//! TCP connection and responder-side handshake.

use std::{
    net::SocketAddr,
    time::{Duration, Instant},
};

use num_bigint::BigUint;
use rand::rngs::OsRng;
use serde_json::Map;
use tokio::{
    io::{AsyncReadExt, AsyncWriteExt},
    net::{TcpStream, ToSocketAddrs},
};
use veilwire_core::{
    EncryptedTransport, HandshakeConfig, HandshakeError, Responder, TransportConfig, decode_init,
    reply_envelope,
};
use veilwire_crypto::AuthorityPublicKey;
use veilwire_proto::{
    FrameDecoder, HANDSHAKE_MAX_FRAME_SIZE, MAX_FRAME_SIZE, MessageEnvelope, Method, Status,
    encode_frame, payloads::PING,
};

use crate::error::ClientError;

/// Default limit for the whole handshake
pub const DEFAULT_HANDSHAKE_TIMEOUT: Duration = Duration::from_secs(30);

/// Default limit for one request/response round trip
pub const DEFAULT_REQUEST_TIMEOUT: Duration = Duration::from_secs(10);

const READ_CHUNK_SIZE: usize = 8 * 1024;

/// Client configuration.
#[derive(Debug, Clone)]
pub struct ClientConfig {
    /// Identity the server must prove: the address as the client dials it
    pub server_identity: String,
    /// Key the server signs its handshake with
    pub server_public_key: AuthorityPublicKey,
    /// Handshake parameters; `kdf_iterations` and `seed_len` must match the
    /// server
    pub handshake: HandshakeConfig,
    /// Record format; `integrity` must match the server
    pub transport: TransportConfig,
    /// Limit for the whole handshake
    pub handshake_timeout: Duration,
    /// Limit for each request
    pub request_timeout: Duration,
}

impl ClientConfig {
    /// Configuration with default parameters.
    pub fn new(server_identity: impl Into<String>, server_public_key: AuthorityPublicKey) -> Self {
        Self {
            server_identity: server_identity.into(),
            server_public_key,
            handshake: HandshakeConfig::default(),
            transport: TransportConfig::default(),
            handshake_timeout: DEFAULT_HANDSHAKE_TIMEOUT,
            request_timeout: DEFAULT_REQUEST_TIMEOUT,
        }
    }
}

/// What the handshake established. Contains no key material.
#[derive(Debug, Clone, PartialEq, Eq)]
pub struct SessionSummary {
    /// Server identity verified by signature
    pub server_identity: String,
    /// Server socket address
    pub server_addr: SocketAddr,
    /// Agreed DH modulus
    pub modulus: BigUint,
    /// Agreed DH generator
    pub generator: BigUint,
}

/// Connect to a server and complete the handshake.
///
/// The server speaks first. The client validates the signed parameters,
/// tests the modulus for primality off the async runtime, and replies.
///
/// # Errors
///
/// - `Io` if the connection fails
/// - `Handshake` if the server's message is malformed or not authentic
/// - `Timeout` if the handshake exceeds `handshake_timeout`
/// - `ConnectionClosed` if the server hangs up mid-handshake
pub async fn connect(
    addr: impl ToSocketAddrs,
    config: ClientConfig,
) -> Result<ConnectedClient, ClientError> {
    let mut stream = TcpStream::connect(addr).await?;
    stream.set_nodelay(true)?;
    let mut decoder = FrameDecoder::with_max_frame_size(HANDSHAKE_MAX_FRAME_SIZE);
    let mut transport = EncryptedTransport::new((), config.transport);

    let handshake = respond(&mut stream, &mut decoder, &mut transport, &config);
    let session = match tokio::time::timeout(config.handshake_timeout, handshake).await {
        Ok(result) => result?,
        Err(_) => return Err(ClientError::Timeout { operation: "handshake" }),
    };
    decoder.set_max_frame_size(MAX_FRAME_SIZE);

    tracing::info!(
        server_addr = %session.server_addr,
        identity = %session.server_identity,
        "session established"
    );

    Ok(ConnectedClient { stream, decoder, transport, session, request_timeout: config.request_timeout })
}

async fn respond(
    stream: &mut TcpStream,
    decoder: &mut FrameDecoder,
    transport: &mut EncryptedTransport<(), OsRng>,
    config: &ClientConfig,
) -> Result<SessionSummary, ClientError> {
    // Unarmed: handshake bytes pass through in the clear
    let frame = read_frame(stream, decoder).await?.ok_or(ClientError::ConnectionClosed)?;
    let init_bytes = transport.read(&frame)?;

    let mut responder = Responder::new(
        config.server_identity.clone(),
        config.server_public_key,
        config.handshake.clone(),
    );
    let (reply, completion) = tokio::task::spawn_blocking(move || {
        let init = decode_init(&init_bytes)?;
        responder.handle_init(&init, &mut OsRng)
    })
    .await
    .map_err(|e| ClientError::Internal(format!("handshake task failed: {e}")))??;

    let body = reply_envelope(reply)?.to_bytes()?;
    let record = transport.seal(&body)?;
    stream.write_all(&encode_frame(&record)?).await?;

    let identity = completion
        .authenticated_identity
        .clone()
        .ok_or_else(|| HandshakeError::AuthenticationFailure {
            reason: "server identity not verified".to_string(),
        })?;
    transport.arm(completion.material.clone())?;

    Ok(SessionSummary {
        server_identity: identity,
        server_addr: stream.peer_addr()?,
        modulus: completion.modulus,
        generator: completion.generator,
    })
}

/// Established, encrypted connection to a server.
///
/// Requests are sequential: each call writes one record and waits for one
/// response.
pub struct ConnectedClient {
    stream: TcpStream,
    decoder: FrameDecoder,
    transport: EncryptedTransport<(), OsRng>,
    session: SessionSummary,
    request_timeout: Duration,
}

impl ConnectedClient {
    /// Send a request and wait for the response.
    ///
    /// # Errors
    ///
    /// - `Transport` if the response fails authentication
    /// - `Protocol` if the response is not a valid envelope
    /// - `Timeout` if no response arrives within `request_timeout`
    /// - `ConnectionClosed` if the server hung up
    pub async fn request(
        &mut self,
        envelope: &MessageEnvelope,
    ) -> Result<MessageEnvelope, ClientError> {
        let body = envelope.to_bytes()?;
        self.request_bytes(&body).await
    }

    /// Send arbitrary plaintext as one record and decode the response.
    ///
    /// For talking to servers with non-JSON payloads and for exercising
    /// server error paths.
    ///
    /// # Errors
    ///
    /// - As for [`ConnectedClient::request`]
    pub async fn request_bytes(&mut self, body: &[u8]) -> Result<MessageEnvelope, ClientError> {
        let record = self.transport.seal(body)?;
        self.stream.write_all(&encode_frame(&record)?).await?;

        let read = read_frame(&mut self.stream, &mut self.decoder);
        let frame = match tokio::time::timeout(self.request_timeout, read).await {
            Ok(frame) => frame?.ok_or(ClientError::ConnectionClosed)?,
            Err(_) => return Err(ClientError::Timeout { operation: "request" }),
        };

        let plaintext = self.transport.read(&frame)?;
        Ok(MessageEnvelope::from_bytes(&plaintext)?)
    }

    /// Round-trip a `ping` and return the elapsed time.
    ///
    /// # Errors
    ///
    /// - `Rejected` if the server does not answer with a success status
    /// - As for [`ConnectedClient::request`]
    pub async fn ping(&mut self) -> Result<Duration, ClientError> {
        let started = Instant::now();
        let response =
            self.request(&MessageEnvelope::request(None, Method::Get, PING, Map::new())).await?;

        match response.status() {
            Some(status) if status.is_success() => Ok(started.elapsed()),
            Some(status) => Err(ClientError::Rejected(status.clone())),
            None => Err(ClientError::Rejected(Status::bad_request(
                "response carried no status",
            ))),
        }
    }

    /// Summary of the established session.
    pub fn session(&self) -> &SessionSummary {
        &self.session
    }

    /// Destroy key material and close the socket.
    ///
    /// # Errors
    ///
    /// - `Io` if the shutdown fails
    pub async fn close(mut self) -> Result<(), ClientError> {
        self.transport.connection_lost();
        self.stream.shutdown().await?;
        Ok(())
    }
}

/// Read until one frame is complete. `None` on clean EOF.
async fn read_frame(
    stream: &mut TcpStream,
    decoder: &mut FrameDecoder,
) -> Result<Option<Vec<u8>>, ClientError> {
    let mut chunk = vec![0u8; READ_CHUNK_SIZE];
    loop {
        if let Some(frame) = decoder.next_frame()? {
            return Ok(Some(frame.to_vec()));
        }

        let n = stream.read(&mut chunk).await?;
        if n == 0 {
            return Ok(None);
        }
        decoder.extend(&chunk[..n]);
    }
}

Task to complete —
Throughout the material above, report each line holding the word "HandshakeError".

Response below —
    EncryptedTransport, HandshakeConfig, HandshakeError, Responder, TransportConfig, decode_init,
        .ok_or_else(|| HandshakeError::AuthenticationFailure {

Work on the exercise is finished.